The US slowdown is set to cause economic headwinds for South Korea over the next year, though analysts said it would have less impact than the 2007-2008 financial crisis.
Fei Xue, an Asia analyst at the Economist Intelligence Unit, told The Korea Herald that the US and EU represent “two major export markets” for Korea and the deceleration expected to take place there soon would lead to waning demand for chips, cars and other export items.
For now, such exports alongside stronger domestic demand following eased COVID rules will prop up growth, according to the EIU. The research arm of the Economist Group expects the Korean economy to expand 2.7 percent this year. But it slashed the forecast for next year to 2.3 percent.
“Monetary policy tightening puts a lid on private consumption growth and makes financing for business investment more costly. … This will be compounded by waning external demand in that year,” Xue said, referring to Korea’s rate raises ahead as the global economy tips into recession a year from now.
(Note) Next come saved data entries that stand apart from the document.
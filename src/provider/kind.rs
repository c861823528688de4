//! Provider kind enumeration and default model mapping.

use anyhow::{anyhow, Result};

/// Identifies which LLM backend to use.
#[derive(Debug, Clone, Copy, PartialEq, Eq)]
pub enum ProviderKind {
    /// Ollama (local models via OpenAI-compatible API).
    Ollama,
    /// OpenAI (GPT models).
    OpenAI,
}

impl ProviderKind {
    /// Parses a provider name string into a [`ProviderKind`].
    ///
    /// Matching is case-insensitive. Returns an error for unknown providers.
    pub fn from_str(s: &str) -> Result<Self> {
        match s.to_lowercase().as_str() {
            "ollama" => Ok(Self::Ollama),
            "openai" => Ok(Self::OpenAI),
            other => Err(anyhow!("Unknown provider: {other}. Supported: ollama, openai")),
        }
    }

    /// Config and environment name of the provider.
    pub fn name(self) -> &'static str {
        match self {
            Self::Ollama => "ollama",
            Self::OpenAI => "openai",
        }
    }
}

/// Returns the default model identifier for a given provider.
pub fn default_model_for(provider: ProviderKind) -> &'static str {
    match provider {
        ProviderKind::Ollama => crate::constants::OLLAMA_DEFAULT_MODEL,
        ProviderKind::OpenAI => crate::constants::DEFAULT_OPENAI_MODEL,
    }
}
But the harm caused by the global recession would not be worse than what the financial crisis in 2007-2008 had unleashed, according to Dave Chia, an associate economist at Moody’s Analytics.
“If a US recession materialized in the next 12 months, the impact would be significantly smaller than that of the 2008 financial crisis. The effects on the South Korean economy would also be less substantial,” Chia told The Korea Herald.
The global financial system is in better health than it was ahead of the “Great Recession” more than a decade ago, Chia noted, describing US household debt levels and labor market conditions as brighter than what they had been before the global economy took a hit then.
Chia added that the Wall Street research firm is also lowering Korea’s growth forecast to 2.8 percent because of persistent inflation, saying growth for next year will slow to 2.4 percent.
Rate hikes, which ease inflation but are less effective when used to offset supply-side price pressures seen in today’s surging oil and food costs, should be gradual to avoid worsening household finances, according to Chia.
The assessment came as fears over a slowing global economy are gripping markets. Wall Street’s biggest banks are ramping up forecasts for a US recession over the next year amid hawkish rate hikes, while Korea’s finance minister is openly calling on the country’s economic chiefs to brace for a “full-blown crisis.”
“The US and EU are seeing their highest price surge in 30-40 years. … That affects us,” Finance Minister Choo Kyung-ho said Sunday. The Finance Ministry has revised up its inflation forecast for this year to an 11-year high of 4.7 percent while lowering this year’s growth forecast to 2.6 percent.
Fighting runaway inflation with monetary policy alone is reaching its limits. Last week, the Bank of Korea said debt owed by Korean households and companies in the first quarter of this year reached a combined 3,468.4 trillion won ($2.6 trillion), or 219.4 percent of Korea’s gross domestic product.
Long-term battles ahead
Kim Young-ick, an economics professor at Sogang University’s Graduate School of Economics, said central banks stay away from dramatic rate increases to avoid a downturn, suggesting lifting borrowing costs are no panacea.
“In the long run, we need to restructure businesses -- those facing bankruptcy or which will be close to it if the government cuts fiscal support,” Kim said, adding that Korea’s growth next year would dip below 2 percent, which is by far the most pessimistic outlook by analysts.
Kim stressed that the Yoon Suk-yeol government would have to press ahead with liquidating “zombie” firms that cannot repay debt on their own unless the government rolls over their maturing loans.
“Thirty-five percent of Korean companies are unable to cover the interest on their loans with operating profits they earn annually. If they can do that on their own, they surely can do more,” Kim said.
Restructuring or setting the priorities straight should also take place in how the government spends money as it looks to work with a smaller budget from having reduced the corporate income tax as part of its new economic plan, said Sung Tae-yoon, an economics professor at Yonsei University.
The five-year plan -- released two weeks ago to essentially support deregulation including reducing the maximum corporate tax rate to jump-start the economy -- puts companies first and the state second as a “go-to” fixer handling their complaints.
“The plan looks sound enough to me, but what it’s missing are steps showing how the government will cut back on things it had covered with extra cash from COVID relief packages and corporate income taxes, which will no longer be there anymore,” Sung said.
Financial health is just as important for the government as it is for businesses, especially if they want to come out relatively unscathed from the crisis, Sung noted.